> TASK DETAILS:
Your answer should be the lines from the start of the records through the line with "line came from.", copied word for word.

> RECORD SET:
//! Continuous draining of the server's output pipes.
//!
//! llama-server writes verbose diagnostics; if nobody reads its pipes the
//! child eventually blocks on a full buffer. A drain task runs per pipe for
//! the lifetime of the process and forwards each line to a [`LogSink`].

use std::sync::Arc;

use tokio::io::{AsyncBufReadExt, AsyncRead, BufReader};
use tokio::task::JoinHandle;
use tracing::Span;

/// Which pipe a line came from.
#[derive(Debug, Clone, Copy, PartialEq, Eq)]
pub enum OutputStream {
    Stdout,
    Stderr,
}

impl OutputStream {
    pub fn as_str(&self) -> &'static str {
        match self {
            OutputStream::Stdout => "stdout",
            OutputStream::Stderr => "stderr",
        }
    }
}

/// Destination for lines read from the server's pipes.
pub trait LogSink: Send + Sync {
    fn line(&self, stream: OutputStream, line: &str);
}

/// Routes server output into `tracing` at debug level, inside a span that
/// identifies the owning server instance.
#[derive(Debug, Clone)]
pub struct TracingSink {
    span: Span,
}

impl TracingSink {
    pub fn new(pid: u32, port: u16) -> Self {
        Self {
            span: tracing::debug_span!(target: "llama_server", "llama_server", pid, port),
        }
    }
}

impl LogSink for TracingSink {
    fn line(&self, stream: OutputStream, line: &str) {
        let _entered = self.span.enter();
        tracing::debug!(target: "llama_server", stream = stream.as_str(), "{line}");
    }
}

/// Spawns a task that reads `reader` line by line into `sink`.
///
/// The task ends when the pipe closes or a read fails. Read failures are
/// logged, never propagated. Invalid UTF-8 is replaced rather than treated
/// as an error so the pipe keeps draining.
pub fn spawn<R>(reader: R, stream: OutputStream, sink: Arc<dyn LogSink>) -> JoinHandle<()>
where
    R: AsyncRead + Unpin + Send + 'static,
{
    tokio::spawn(async move {
        let mut reader = BufReader::new(reader);
        let mut buf = Vec::new();
        loop {
            buf.clear();
            match reader.read_until(b'\n', &mut buf).await {
                Ok(0) => break,
                Ok(_) => {
                    let line = String::from_utf8_lossy(&buf);
                    let line = line.trim_end();
                    if !line.is_empty() {
                        sink.line(stream, line);
                    }
                }
                Err(err) => {
                    tracing::debug!(stream = stream.as_str(), %err, "server log drain stopped");
                    break;
                }
            }
        }
    })
}
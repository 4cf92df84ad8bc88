//! Client side of the inference server's OpenAI-compatible HTTP API.

pub mod chat_completions;
pub mod shared;

pub use chat_completions::{ChatCompletionsClient, ChunkStream, DEFAULT_REQUEST_TIMEOUT};
pub use shared::{
    ChatMessage, ClientError, ClientErrorKind, ClientResult, Role, StreamChunk, USER_AGENT,
};
//! Interactive chat loop.

use std::io::Write;
use std::path::{Path, PathBuf};

use anyhow::{Context, Result};
use llmsh_core::config::{self, Config};
use llmsh_core::core::interrupt;
use llmsh_core::core::{InferenceService, SendError};

const HISTORY_PREVIEW_CHARS: usize = 80;

const HELP: &str = "\
Commands:
  !help            show this help
  !history         list the conversation so far
  !save [path]     save the conversation (default: history file)
  !load [path]     replace the conversation with a saved one
  !clear           forget the conversation
  !start           start the server again after it stopped
  !quit, !exit     save the conversation and leave
Anything else is sent to the model.";

/// One line of user input, classified.
#[derive(Debug, PartialEq, Eq)]
enum Input<'a> {
    Empty,
    Quit,
    Help,
    History,
    Save(Option<&'a str>),
    Load(Option<&'a str>),
    Clear,
    Start,
    Message(&'a str),
}

fn parse_input(line: &str) -> Input<'_> {
    let line = line.trim();
    if line.is_empty() {
        return Input::Empty;
    }

    let (command, arg) = match line.split_once(char::is_whitespace) {
        Some((command, rest)) => (command, Some(rest.trim()).filter(|r| !r.is_empty())),
        None => (line, None),
    };
    match command.to_lowercase().as_str() {
        "!quit" | "!exit" | "quit" | "exit" if arg.is_none() => Input::Quit,
        "!help" => Input::Help,
        "!history" => Input::History,
        "!save" => Input::Save(arg),
        "!load" => Input::Load(arg),
        "!clear" => Input::Clear,
        "!start" => Input::Start,
        _ => Input::Message(line),
    }
}

/// `content` cut to `max` characters, with an ellipsis when shortened.
fn preview(content: &str, max: usize) -> String {
    let single_line = content.replace('\n', " ");
    if single_line.chars().count() <= max {
        return single_line;
    }
    let cut: String = single_line.chars().take(max).collect();
    format!("{cut}...")
}

pub async fn run(config: &Config) -> Result<()> {
    let mut service = InferenceService::new(config)?;
    let history_path = config::paths::history_path();

    println!("Starting LLM server at {} ...", service.base_url());
    let started = tokio::select! {
        result = service.start() => Some(result),
        () = interrupt::wait_for_interrupt() => None,
    };
    match started {
        Some(result) => result.context("start LLM server")?,
        None => anyhow::bail!("Interrupted while starting the LLM server"),
    }
    println!("LLM server ready. Type !help for commands.");

    if history_path.exists() {
        match service.session_mut().load_from(&history_path) {
            Ok(loaded) => println!(
                "Loaded {} messages (saved at {}).",
                loaded.count, loaded.saved_at
            ),
            Err(e) => tracing::warn!("{e:#}"),
        }
    }

    let result = chat_loop(&mut service, config.request.stream, &history_path).await;
    service.close().await;
    result
}

async fn chat_loop(
    service: &mut InferenceService,
    stream: bool,
    history_path: &Path,
) -> Result<()> {
    use tokio::io::AsyncBufReadExt;

    let mut lines = tokio::io::BufReader::new(tokio::io::stdin()).lines();

    loop {
        print!("> ");
        std::io::stdout().flush().context("flush stdout")?;

        interrupt::reset();
        let line = tokio::select! {
            line = lines.next_line() => line.context("read input")?,
            () = interrupt::wait_for_interrupt() => {
                println!();
                println!("(Interrupted. Type !quit to exit.)");
                continue;
            }
        };
        // EOF
        let Some(line) = line else {
            println!();
            save_history(service, history_path);
            return Ok(());
        };

        match parse_input(&line) {
            Input::Empty => {}
            Input::Quit => {
                save_history(service, history_path);
                println!("Goodbye.");
                return Ok(());
            }
            Input::Help => println!("{HELP}"),
            Input::History => print_history(service),
            Input::Save(path) => {
                let path = path.map_or_else(|| history_path.to_path_buf(), PathBuf::from);
                match service.session().save_to(&path) {
                    Ok(()) => println!(
                        "Saved {} messages to {}.",
                        service.session().len(),
                        path.display()
                    ),
                    Err(e) => eprintln!("Error: {e:#}"),
                }
            }
            Input::Load(path) => {
                let path = path.map_or_else(|| history_path.to_path_buf(), PathBuf::from);
                match service.session_mut().load_from(&path) {
                    Ok(loaded) => println!(
                        "Loaded {} messages (saved at {}).",
                        loaded.count, loaded.saved_at
                    ),
                    Err(e) => eprintln!("Error: {e:#}"),
                }
            }
            Input::Clear => {
                service.session_mut().clear();
                println!("Conversation cleared.");
            }
            Input::Start => {
                if service.is_ready() {
                    println!("LLM server already running.");
                } else {
                    restart_server(service).await;
                }
            }
            Input::Message(text) => send_message(service, text, stream).await,
        }
    }
}

async fn restart_server(service: &mut InferenceService) {
    let started = tokio::select! {
        result = service.start() => Some(result),
        () = interrupt::wait_for_interrupt() => None,
    };
    match started {
        Some(Ok(())) => println!("LLM server ready."),
        Some(Err(e)) => eprintln!("Error: {e}"),
        None => {
            println!();
            println!("(Start abandoned; server stopped.)");
        }
    }
}

async fn send_message(service: &mut InferenceService, text: &str, stream: bool) {
    let outcome = tokio::select! {
        result = service.send(text, |delta| {
            print!("{delta}");
            let _ = std::io::stdout().flush();
        }) => Some(result),
        () = interrupt::wait_for_interrupt() => None,
    };

    match outcome {
        Some(Ok(reply)) => {
            if stream {
                println!();
            } else {
                println!("{reply}");
            }
        }
        Some(Err(e)) => {
            if stream {
                println!();
            }
            eprintln!("Error: {e}");
            if matches!(e, SendError::Client(_)) && e.stopped_service() {
                eprintln!("Type !start to restart the server.");
            }
        }
        None => {
            println!();
            println!("(Reply abandoned.)");
        }
    }
}

fn print_history(service: &InferenceService) {
    let session = service.session();
    if session.is_empty() {
        println!("No messages yet.");
        return;
    }
    for (i, turn) in session.turns().iter().enumerate() {
        println!(
            "{:>3}. {}: {}",
            i + 1,
            turn.role,
            preview(&turn.content, HISTORY_PREVIEW_CHARS)
        );
    }
}

fn save_history(service: &InferenceService, path: &Path) {
    if let Err(e) = service.session().save_to(path) {
        eprintln!("Error: {e:#}");
    }
}

#[cfg(test)]
mod tests {
    use super::*;

    #[test]
    fn test_parse_commands() {
        assert_eq!(parse_input("   "), Input::Empty);
        assert_eq!(parse_input("!quit"), Input::Quit);
        assert_eq!(parse_input(" exit "), Input::Quit);
        assert_eq!(parse_input("!help"), Input::Help);
        assert_eq!(parse_input("!history"), Input::History);
        assert_eq!(parse_input("!save"), Input::Save(None));
        assert_eq!(parse_input("!save  /tmp/h.json "), Input::Save(Some("/tmp/h.json")));
        assert_eq!(parse_input("!load a.json"), Input::Load(Some("a.json")));
        assert_eq!(parse_input("!clear"), Input::Clear);
        assert_eq!(parse_input("!start"), Input::Start);
    }

    #[test]
    fn test_commands_ignore_case() {
        assert_eq!(parse_input("!QUIT"), Input::Quit);
        assert_eq!(parse_input("Exit"), Input::Quit);
        assert_eq!(parse_input("!History"), Input::History);
        assert_eq!(parse_input("!SAVE Notes.json"), Input::Save(Some("Notes.json")));
        assert_eq!(parse_input("!Start"), Input::Start);
    }

    #[test]
    fn test_everything_else_is_a_message() {
        assert_eq!(parse_input("  what is ls? "), Input::Message("what is ls?"));
        assert_eq!(parse_input("exit code 137?"), Input::Message("exit code 137?"));
        assert_eq!(parse_input("!ps aux"), Input::Message("!ps aux"));
    }

    #[test]
    fn test_preview_truncates_by_chars() {
        assert_eq!(preview("short", 80), "short");
        assert_eq!(preview("two\nlines", 80), "two lines");

        let long = "é".repeat(100);
        let shown = preview(&long, 80);
        assert_eq!(shown.chars().count(), 83);
        assert!(shown.ends_with("..."));
    }
}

> TASK OUTPUT:
//! Continuous draining of the server's output pipes.
//!
//! llama-server writes verbose diagnostics; if nobody reads its pipes the
//! child eventually blocks on a full buffer. A drain task runs per pipe for
//! the lifetime of the process and forwards each line to a [`LogSink`].

use std::sync::Arc;

use tokio::io::{AsyncBufReadExt, AsyncRead, BufReader};
use tokio::task::JoinHandle;
use tracing::Span;

/// Which pipe a line came from.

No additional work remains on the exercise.